Method for the Rapid Screening of Drug Candidates Using Single‐Protein Tracking in a Living Cell

Screening drug candidates rapidly is the first step for developing new pharmaceutical drugs. One of the most promising ways to reduce the number of screening steps and cost is to directly use living cells for screening instead of using purified target proteins. Compounds screened using living cells will have increased biological activity compared to those screened with in vitro assays. Here, we report a robust method for screening drug candidates in living cells based on single‐protein imaging. We employed single‐protein tracking to observe the variation in the diffusion coefficient of membrane proteins treated with the candidate compounds. The diffusion coefficient shift was introduced as a criterion for selecting the potential candidate compounds.

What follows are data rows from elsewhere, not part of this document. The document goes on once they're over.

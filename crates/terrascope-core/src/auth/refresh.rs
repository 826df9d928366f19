//! Single-flight silent token refresh.
//!
//! Any number of requests can fail authorization at the same moment; only
//! one refresh call may be on the wire. Callers serialize on an async mutex
//! and re-check the store after acquiring it, so late arrivals adopt the
//! token minted by the first caller instead of hitting the endpoint again.

use serde::{Deserialize, Serialize};
use tokio::sync::Mutex;
use tracing::{debug, warn};

use crate::api::ApiError;
use crate::auth::session::{SessionStore, SignOutReason};
use crate::auth::token;

#[derive(Serialize)]
struct RefreshRequest<'a> {
    #[serde(rename = "refreshToken")]
    refresh_token: &'a str,
}

#[derive(Deserialize)]
struct RefreshResponse {
    #[serde(rename = "accessToken")]
    access_token: String,
}

#[derive(Default)]
pub struct RefreshCoordinator {
    lock: Mutex<()>,
}

impl RefreshCoordinator {
    pub fn new() -> Self {
        Self::default()
    }

    /// Obtain a usable access credential after `stale_token` was rejected.
    ///
    /// Holds the coordinator lock across the endpoint call. After acquiring
    /// it, the store is consulted first: if someone else already replaced
    /// the stale token with a live one, that token is returned without any
    /// network traffic.
    ///
    /// A missing/expired refresh credential or a rejected refresh call is
    /// terminal: the store is cleared and the error propagates.
    pub async fn fresh_access_token(
        &self,
        http: &reqwest::Client,
        base_url: &str,
        store: &SessionStore,
        stale_token: &str,
        lead_secs: i64,
    ) -> Result<String, ApiError> {
        let _guard = self.lock.lock().await;

        let snapshot = store.snapshot();
        if let Some(access) = snapshot.access_token.as_deref() {
            if access != stale_token && !token::is_expired(access, lead_secs) {
                debug!("adopting access token refreshed by a concurrent request");
                return Ok(access.to_owned());
            }
        }

        let refresh_token = match snapshot.refresh_token {
            Some(ref t) if !token::is_expired(t, lead_secs) => t.clone(),
            _ => {
                self.force_sign_out(store);
                return Err(ApiError::RefreshFailed(
                    "refresh credential missing or expired".to_string(),
                ));
            }
        };

        debug!("refreshing access token");
        let url = format!("{base_url}/auth/refresh");
        let response = http
            .post(&url)
            .json(&RefreshRequest { refresh_token: &refresh_token })
            .send()
            .await?;

        if !response.status().is_success() {
            let status = response.status();
            warn!(%status, "token refresh rejected");
            self.force_sign_out(store);
            return Err(ApiError::RefreshFailed(format!("refresh endpoint returned {status}")));
        }

        let parsed: RefreshResponse = response
            .json()
            .await
            .map_err(|e| ApiError::InvalidResponse(format!("refresh response: {e}")))?;
        store
            .set_access_token(parsed.access_token.clone())
            .map_err(|e| ApiError::Storage(e.to_string()))?;
        Ok(parsed.access_token)
    }

    fn force_sign_out(&self, store: &SessionStore) {
        if let Err(e) = store.clear(SignOutReason::Rejected) {
            warn!(err = %e, "failed to clear session after refresh failure");
        }
    }
}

We tested three different membrane proteins, epidermal growth factor receptor, ErbB2, and ErbB3, and found effective natural compounds for each protein. The screening method we introduce will be widely used for screening potential drug candidates using living cells. Screening drug candidates is the first step for developing new drugs. Cell‐based assays have multiple advantages compared with in vitro assays because cell‐based assays enable the screening of compounds that have biological activities. Here, we report a robust method for screening drug candidates in living cells. We employed single‐protein tracking to observe the variation in the diffusion coefficient of membrane proteins.